December 7 1917, Washington–The United States had been at war with Germany for eight months now, but as of yet had not declared war on her allies to the south.  For the most part, they had not violated America’s rights on the high seas, and Wilson had held out hope for a separate peace with them.  However, by late 1917 this prospect was appearing more distant, and the Italian collapse at Caporetto meant that American aid might soon be needed against the Austrians.  Even if no American troops went to Italy, the United States was participating in the Supreme War Council whose remit included the Italian front.  On December 4, Wilson addressed Congress for the first time since the declaration of war on Germany, asking for a declaration of war against Austria-Hungary.

The recent release of the Treaty of London by the Bolsheviks led to some concerns that the United States would be acting to dismember the Austro-Hungarian Empire, but Wilson successfully assuaged these, stating that he in no way wanted to “rearrange or impair” the empire, but that war against it was necessary while it served as a tool of the Germans.  Others in Congress wanted to go further and declare war against Turkey and Bulgaria, but Wilson still held out hope of a negotiated peace with both countries, they had not acted against the United States in any way, and the United States would be highly unlikely to take offensive action against them even if they did declare war.

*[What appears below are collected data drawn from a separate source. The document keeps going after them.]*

use std::collections::HashSet;

use crate::ir::{Interface, Requiredness, StatementField};
use crate::literal::LiteralField;
use crate::naming::{quote_key, type_name, unique_name};
use crate::openapi::{Location, Parameter};
use crate::preset::Preset;
use crate::traverse::OperationContext;
use crate::typemap::parse_schema_type;

/// Grouped parameter output for one operation: the signature fields, the
/// call option-bag entries, and any auxiliary interfaces the grouping
/// created.
#[derive(Debug, Clone, PartialEq)]
pub struct MethodParameters {
    /// Signature fields in call order: required slots, optional slots, then
    /// the preset's per-call config parameter.
    pub fields: Vec<StatementField>,
    /// `fields` plus dotted sub-entries for expanded form-data properties,
    /// used when types must be conveyed through doc comments.
    pub doc_fields: Vec<StatementField>,
    /// Option-bag entries for the slots that ride in the call options
    /// (query/body/headers; path parameters only feed the URL).
    pub options: Vec<LiteralField>,
    /// Interfaces backing grouped query/body slots, destined for the type
    /// scope.
    pub interfaces: Vec<Interface>,
    /// Path parameter names, for URL template substitution.
    pub path_params: Vec<String>,
    /// The body slot carries a `FormData` value.
    pub body_is_form_data: bool,
}

/// Group an operation's merged parameters into named option-bag slots.
///
/// `type_names` tracks every generated type name so auxiliary interfaces
/// never collide with definitions or with each other.
pub fn parse_method_parameters(
    ctx: &OperationContext<'_>,
    preset: &Preset,
    op_name: &str,
    params_partial: bool,
    type_names: &mut HashSet<String>,
) -> MethodParameters {
    let mut path_params: Vec<&Parameter> = Vec::new();
    let mut query_params: Vec<&Parameter> = Vec::new();
    let mut header_params: Vec<&Parameter> = Vec::new();
    let mut form_params: Vec<&Parameter> = Vec::new();
    let mut body_param: Option<&Parameter> = None;

    for param in &ctx.parameters {
        match param.location {
            Location::Path => path_params.push(param),
            Location::Query => query_params.push(param),
            Location::Header => header_params.push(param),
            Location::FormData => form_params.push(param),
            Location::Body => {
                if body_param.is_none() {
                    body_param = Some(param);
                }
            }
            // Cookie parameters have no slot; clients manage cookies.
            Location::Cookie => {}
        }
    }

    let mut slots: Vec<StatementField> = Vec::new();
    let mut interfaces: Vec<Interface> = Vec::new();
    let mut body_is_form_data = false;

    if !path_params.is_empty() {
        slots.push(StatementField {
            name: preset.slots.path.to_string(),
            type_expr: Some(inline_object_type(&path_params, true)),
            requiredness: Requiredness::Required,
            description: None,
        });
    }

    if !query_params.is_empty() {
        let iface_name = unique_name(
            &format!("{}{}", type_name(op_name), type_name(preset.slots.query)),
            type_names,
        );
        interfaces.push(Interface {
            name: iface_name.clone(),
            doc: Vec::new(),
            fields: query_params
                .iter()
                .map(|p| param_field(p, params_partial))
                .collect(),
            export: true,
        });
        let optional = params_partial || query_params.iter().all(|p| !p.required);
        slots.push(StatementField {
            name: preset.slots.query.to_string(),
            type_expr: Some(iface_name),
            requiredness: Requiredness::from_required(!optional),
            description: None,
        });
    }

    if let Some(body) = body_param {
        let type_expr = match &body.schema {
            Some(schema) if schema.is_inline_object() => {
                let iface_name = unique_name(
                    &format!("{}{}", type_name(op_name), type_name(preset.slots.body)),
                    type_names,
                );
                interfaces.push(Interface {
                    name: iface_name.clone(),
                    doc: Vec::new(),
                    fields: schema
                        .properties
                        .iter()
                        .map(|(name, prop)| StatementField {
                            name: name.clone(),
                            type_expr: Some(parse_schema_type(prop)),
                            requiredness: if params_partial {
                                Requiredness::Optional
                            } else {
                                Requiredness::from_required(schema.requires(name))
                            },
                            description: prop.description.clone(),
                        })
                        .collect(),
                    export: true,
                });
                iface_name
            }
            Some(schema) => parse_schema_type(schema),
            None => "any".to_string(),
        };
        slots.push(StatementField {
            name: preset.slots.body.to_string(),
            type_expr: Some(type_expr),
            requiredness: Requiredness::from_required(body.required),
            description: body.description.clone(),
        });
    } else if !form_params.is_empty() {
        body_is_form_data = true;
        let required = form_params.iter().any(|p| p.required);
        slots.push(StatementField {
            name: preset.slots.body.to_string(),
            type_expr: Some("FormData".to_string()),
            requiredness: Requiredness::from_required(required),
            description: None,
        });
    }

    if !header_params.is_empty() {
        let optional = header_params.iter().all(|p| !p.required);
        slots.push(StatementField {
            name: preset.slots.headers.to_string(),
            type_expr: Some(inline_object_type(&header_params, false)),
            requiredness: Requiredness::from_required(!optional),
            description: None,
        });
    }

    // Required slots precede optional ones so call sites never skip
    // positions; relative order within each group is preserved.
    let (required, optional): (Vec<_>, Vec<_>) = slots
        .into_iter()
        .partition(|f| f.requiredness == Requiredness::Required);
    let mut fields: Vec<StatementField> = required;
    fields.extend(optional);

    // Everything but path rides in the option bag, in slot order.
    let mut options: Vec<LiteralField> = Vec::new();
    for slot in [preset.slots.query, preset.slots.body, preset.slots.headers] {
        if fields.iter().any(|f| f.name == slot) {
            options.push(LiteralField::Shorthand(slot.to_string()));
        }
    }

    if let Some(config_param) = &preset.config_param {
        fields.push(
            StatementField::new(config_param.name, config_param.type_expr).optional(),
        );
        options.push(LiteralField::Spread(config_param.name.to_string()));
    }

    let mut doc_fields: Vec<StatementField> = Vec::new();
    for field in &fields {
        doc_fields.push(field.clone());
        if body_is_form_data && field.name == preset.slots.body {
            for param in &form_params {
                let mut sub = param_field(param, false);
                sub.name = format!("{}.{}", preset.slots.body, param.name);
                doc_fields.push(sub);
            }
        }
    }

    MethodParameters {
        fields,
        doc_fields,
        options,
        interfaces,
        path_params: path_params.iter().map(|p| p.name.clone()).collect(),
        body_is_form_data,
    }
}

fn param_field(param: &Parameter, params_partial: bool) -> StatementField {
    StatementField {
        name: param.name.clone(),
        type_expr: Some(parse_schema_type(&param.effective_schema())),
        requiredness: if params_partial {
            Requiredness::Optional
        } else {
            Requiredness::from_required(param.required)
        },
        description: param.description.clone(),
    }
}

/// `{ petId: number; verbose?: boolean }` for path and header groups.
fn inline_object_type(params: &[&Parameter], force_required: bool) -> String {
    let fields: Vec<String> = params
        .iter()
        .map(|p| {
            let marker = if force_required || p.required { "" } else { "?" };
            format!(
                "{}{marker}: {}",
                quote_key(&p.name),
                parse_schema_type(&p.effective_schema())
            )
        })
        .collect();
    format!("{{ {} }}", fields.join("; "))
}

The war resolution cited the Austrians’ espionage and sabotage efforts in the United States in the first year of the war (which had led to the expulsion of their ambassador), as well as Austrian unrestricted submarine warfare the Mediterranean (even if most of their submarines had actually been German).  On December 7, the House and Senate passed the declaration of war, and it was approved by Wilson that evening.  There was only a single dissenting vote, from a Socialist congressman.  Even Jeannette Rankin voted in favor, saying 

“the vote we are now to cast is not a vote on a declaration of war. If it were, I should vote against it. This is a vote on a mere technicality in the prosecution of a war already declared."  Notably absent during the vote was Robert LaFollette; whether he missed the vote on purpose or whether the vote was scheduled so that he would be absent is unclear.